Task objective: Lines where the string "reference" appears are to be copied from the entries below.

Data for this exercise:

//! Pure agent-to-pod allocation. No I/O: this module only ever sees a
//! `Vec<Service>` and returns one back.
//!
//! Three interchangeable strategies are implemented, selected at startup by
//! [`crate::config::OptimizerFunction`]:
//!
//! - [`Strategy::WorkloadAware`] (the default `optimize` strategy): fill
//!   pods at their default frequency first (Phase A), then degrade
//!   frequency on the pod with the most predicted headroom once no pod has
//!   room at the default rate (Phase B).
//! - [`Strategy::Uniform`]: round-robin agents across matching pods at the
//!   default frequency.
//! - [`Strategy::MostRemaining`]: always place on the pod with the most
//!   remaining workload, frequency pinned at default.
//!
//! The scratch fields the reference algorithm carries alongside each
//! service (`remainWorkload`, `predFreq`, `originalIndex`) never touch the
//! domain type here — they live in parallel `Vec<f64>` buffers indexed the
//! same way as the input `Vec<Service>`. Because entries are mutated in
//! place rather than re-sorted, input order and identity fall out for
//! free; a max-heap of `(key, index)` pairs picks the next candidate with
//! ties broken toward the smaller index (i.e. input order), matching the
//! reference implementation's repeated-stable-sort tie-break.

use std::collections::BinaryHeap;
use std::cmp::Ordering;

use crate::domain::Service;

#[derive(Debug, Clone, Copy, PartialEq, Eq)]
pub enum Strategy {
    WorkloadAware,
    Uniform,
    MostRemaining,
}

#[derive(Debug, Clone, Copy, PartialEq, Eq)]
pub enum AllocationStatus {
    Success,
    Fail,
}

impl AllocationStatus {
    pub fn is_success(self) -> bool {
        matches!(self, AllocationStatus::Success)
    }
}

/// Run `strategy` against `services`, attempting to place `desired_count`
/// agents onto entries whose `service_type` matches. Entries of other
/// service types are returned untouched.
pub fn allocate(
    strategy: Strategy,
    service_type: &str,
    desired_count: u32,
    mut services: Vec<Service>,
) -> (AllocationStatus, Vec<Service>) {
    let status = match strategy {
        Strategy::WorkloadAware => workload_aware(service_type, desired_count, &mut services),
        Strategy::Uniform => uniform(service_type, desired_count, &mut services),
        Strategy::MostRemaining => most_remaining(service_type, desired_count, &mut services),
    };
    (status, services)
}

/// A candidate in the max-heap: `key` descending, ties broken by the
/// smallest `idx` (input order) comparing as greater.
#[derive(Debug, Clone, Copy)]
struct HeapItem {
    key: f64,
    idx: usize,
}

impl PartialEq for HeapItem {
    fn eq(&self, other: &Self) -> bool {
        self.key == other.key && self.idx == other.idx
    }
}
impl Eq for HeapItem {}

impl PartialOrd for HeapItem {
    fn partial_cmp(&self, other: &Self) -> Option<Ordering> {
        Some(self.cmp(other))
    }
}

impl Ord for HeapItem {
    fn cmp(&self, other: &Self) -> Ordering {
        self.key
            .total_cmp(&other.key)
            .then_with(|| other.idx.cmp(&self.idx))
    }
}

const EPS: f64 = 1e-9;

/// Pop heap entries until one is still current (its cached key matches the
/// live value in `keys`), discarding stale pushes along the way. This is
/// the lazy-deletion trick that lets us "decrease/increase a key" in a
/// `BinaryHeap` by just pushing the new value again.
fn pop_valid(heap: &mut BinaryHeap<HeapItem>, keys: &[f64]) -> Option<HeapItem> {
    while let Some(item) = heap.pop() {
        if (item.key - keys[item.idx]).abs() < EPS {
            return Some(item);
        }
    }
    None
}

fn workload_aware(service_type: &str, desired_count: u32, services: &mut [Service]) -> AllocationStatus {
    let n = services.len();
    let mut remain = vec![0.0_f64; n];
    let mut pred = vec![0.0_f64; n];
    let mut heap = BinaryHeap::new();

    for (i, svc) in services.iter_mut().enumerate() {
        if svc.service_type == service_type {
            svc.current_connection = 0;
        }
        remain[i] = svc.workload_limit - f64::from(svc.current_connection) * svc.frequency_limit.default;
        pred[i] = svc.workload_limit / f64::from(svc.current_connection + 1);
        if svc.service_type == service_type {
            heap.push(HeapItem { key: remain[i], idx: i });
        }
    }

    let mut placed = 0_u32;

    // Phase A: place at default frequency while there's room.
    while placed < desired_count {
        let Some(item) = pop_valid(&mut heap, &remain) else {
            break;
        };
        let i = item.idx;
        let default = services[i].frequency_limit.default;
        if remain[i] < default {
            break;
        }
        services[i].current_connection += 1;
        remain[i] -= default;
        services[i].current_frequency = default;
        pred[i] = services[i].workload_limit / f64::from(services[i].current_connection + 1);
        placed += 1;
        heap.push(HeapItem { key: remain[i], idx: i });
    }

    if placed == 0 {
        return AllocationStatus::Fail;
    }

    // Phase B: degrade frequency on the entry with the most headroom.
    let mut status = AllocationStatus::Success;
    let mut heap2 = BinaryHeap::new();
    for (i, svc) in services.iter().enumerate() {
        if svc.service_type == service_type {
            heap2.push(HeapItem { key: pred[i], idx: i });
        }
    }

    while placed < desired_count {
        let Some(item) = pop_valid(&mut heap2, &pred) else {
            break;
        };
        let i = item.idx;
        services[i].current_connection += 1;
        services[i].current_frequency = services[i].workload_limit / f64::from(services[i].current_connection);
        if services[i].current_frequency < services[i].frequency_limit.minimum {
            status = AllocationStatus::Fail;
        }
        pred[i] = services[i].workload_limit / f64::from(services[i].current_connection + 1);
        placed += 1;
        heap2.push(HeapItem { key: pred[i], idx: i });
    }

    status
}

fn uniform(service_type: &str, desired_count: u32, services: &mut [Service]) -> AllocationStatus {
    let mut targets = Vec::new();
    for (i, svc) in services.iter_mut().enumerate() {
        if svc.service_type == service_type {
            svc.current_connection = 0;
            svc.current_frequency = svc.frequency_limit.default;
            targets.push(i);
        }
    }
    if targets.is_empty() {
        return AllocationStatus::Fail;
    }
    for n in 0..desired_count {
        let i = targets[n as usize % targets.len()];
        services[i].current_connection += 1;
    }
    AllocationStatus::Success
}

fn most_remaining(service_type: &str, desired_count: u32, services: &mut [Service]) -> AllocationStatus {
    let n = services.len();
    let mut remain = vec![0.0_f64; n];
    let mut heap = BinaryHeap::new();

    for (i, svc) in services.iter_mut().enumerate() {
        if svc.service_type == service_type {
            svc.current_connection = 0;
            svc.current_frequency = svc.frequency_limit.default;
        }
        remain[i] = svc.workload_limit - f64::from(svc.current_connection) * svc.frequency_limit.default;
        if svc.service_type == service_type {
            heap.push(HeapItem { key: remain[i], idx: i });
        }
    }

    if heap.is_empty() {
        return AllocationStatus::Fail;
    }

    for _ in 0..desired_count {
        let Some(item) = pop_valid(&mut heap, &remain) else {
            break;
        };
        let i = item.idx;
        let default = services[i].frequency_limit.default;
        services[i].current_connection += 1;
        remain[i] -= default;
        heap.push(HeapItem { key: remain[i], idx: i });
    }

    AllocationStatus::Success
}

#[cfg(test)]
mod tests {
    use super::*;
    use crate::domain::FrequencyLimit;

    fn svc(pod_ip: &str, host_port: u16, workload_limit: f64, default: f64, minimum: f64) -> Service {
        Service {
            pod_ip: pod_ip.to_string(),
            host_ip: "10.0.0.1".to_string(),
            host_port,
            node_name: "n1".to_string(),
            service_type: "pose".to_string(),
            current_connection: 0,
            frequency_limit: FrequencyLimit::new(default, minimum),
            current_frequency: default,
            workload_limit,
        }
    }

    /// S1: a single fresh pod, one agent subscribes at default frequency.
    #[test]
    fn s1_fresh_subscribe() {
        let services = vec![svc("10.0.0.1", 30500, 10.0, 5.0, 3.0)];
        let (status, out) = allocate(Strategy::WorkloadAware, "pose", 1, services);
        assert!(status.is_success());
        assert_eq!(out[0].current_connection, 1);
        assert_eq!(out[0].current_frequency, 5.0);
    }

    /// S2: two pods of very different capacity split 12 agents 2/10.
    #[test]
    fn s2_capacity_split() {
        let services = vec![
            svc("10.0.0.1", 1, 10.0, 5.0, 3.0),
            svc("10.0.0.2", 2, 50.0, 5.0, 3.0),
        ];
        let (status, out) = allocate(Strategy::WorkloadAware, "pose", 12, services);
        assert!(status.is_success());
        assert_eq!(out[0].current_connection, 2);
        assert_eq!(out[1].current_connection, 10);
        assert_eq!(out[0].current_frequency, 5.0);
        assert_eq!(out[1].current_frequency, 5.0);
    }

    /// S4: single pod, degraded placement once default-rate room runs out.
    #[test]
    fn s4_degraded_placement() {
        let services = vec![svc("10.0.0.1", 30500, 9.0, 5.0, 3.0)];
        let (status, out) = allocate(Strategy::WorkloadAware, "pose", 2, services);
        assert!(status.is_success());
        assert_eq!(out[0].current_connection, 2);
        assert_eq!(out[0].current_frequency, 4.5);
    }

    #[test]
    fn fails_below_minimum_frequency() {
        let services = vec![svc("10.0.0.1", 30500, 5.0, 5.0, 3.0)];
        let (status, out) = allocate(Strategy::WorkloadAware, "pose", 2, services);
        assert_eq!(status, AllocationStatus::Fail);
        // still places the agent, just flags infeasibility for the caller
        assert_eq!(out[0].current_connection, 2);
    }

    #[test]
    fn no_instance_of_service_type_fails() {
        let services = vec![svc("10.0.0.1", 30500, 10.0, 5.0, 3.0)];
        let (status, out) = allocate(Strategy::WorkloadAware, "gesture", 1, services.clone());
        assert_eq!(status, AllocationStatus::Fail);
        assert_eq!(out, services);
    }

    #[test]
    fn preserves_order_and_identity() {
        let services = vec![
            svc("a", 1, 5.0, 5.0, 3.0),
            svc("b", 2, 50.0, 5.0, 3.0),
            svc("c", 3, 20.0, 5.0, 3.0),
        ];
        let (_, out) = allocate(Strategy::WorkloadAware, "pose", 5, services.clone());
        assert_eq!(out.len(), services.len());
        for (a, b) in out.iter().zip(services.iter()) {
            assert_eq!(a.pod_ip, b.pod_ip);
        }
    }

    #[test]
    fn idempotent_when_rerun() {
        let services = vec![
            svc("a", 1, 17.0, 5.0, 3.0),
            svc("b", 2, 31.0, 5.0, 3.0),
        ];
        let (status1, out1) = allocate(Strategy::WorkloadAware, "pose", 7, services);
        let (status2, out2) = allocate(Strategy::WorkloadAware, "pose", 7, out1.clone());
        assert_eq!(status1, status2);
        assert_eq!(out1, out2);
    }

    #[test]
    fn uniform_round_robins() {
        let services = vec![
            svc("a", 1, 100.0, 5.0, 3.0),
            svc("b", 2, 100.0, 5.0, 3.0),
        ];
        let (status, out) = allocate(Strategy::Uniform, "pose", 5, services);
        assert!(status.is_success());
        assert_eq!(out[0].current_connection, 3);
        assert_eq!(out[1].current_connection, 2);
    }

    #[test]
    fn most_remaining_favors_largest_headroom() {
        let services = vec![
            svc("a", 1, 10.0, 5.0, 3.0),
            svc("b", 2, 50.0, 5.0, 3.0),
        ];
        let (status, out) = allocate(Strategy::MostRemaining, "pose", 4, services);
        assert!(status.is_success());
        assert_eq!(out[0].current_connection, 1);
        assert_eq!(out[1].current_connection, 3);
    }

    proptest::proptest! {
        #[test]
        fn feasibility_and_idempotence(
            limits in proptest::collection::vec((5.0_f64..200.0, 1u32..20), 1..6),
            want in 1u32..40,
        ) {
            let services: Vec<Service> = limits
                .iter()
                .enumerate()
                .map(|(i, (workload, port))| svc(&format!("pod-{i}"), *port as u16, *workload, 5.0, 3.0))
                .collect();

            let (status1, out1) = allocate(Strategy::WorkloadAware, "pose", want, services);
            for s in &out1 {
                if s.current_connection > 0 {
                    proptest::prop_assert!(
                        f64::from(s.current_connection) * s.frequency_limit.minimum <= s.workload_limit + EPS
                            || status1 == AllocationStatus::Fail
                    );
                }
            }
            let (status2, out2) = allocate(Strategy::WorkloadAware, "pose", want, out1.clone());
            proptest::prop_assert_eq!(status1, status2);
            proptest::prop_assert_eq!(out1, out2);
        }
    }
}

Exercise answer:
//! The scratch fields the reference algorithm carries alongside each
//! reference implementation's repeated-stable-sort tie-break.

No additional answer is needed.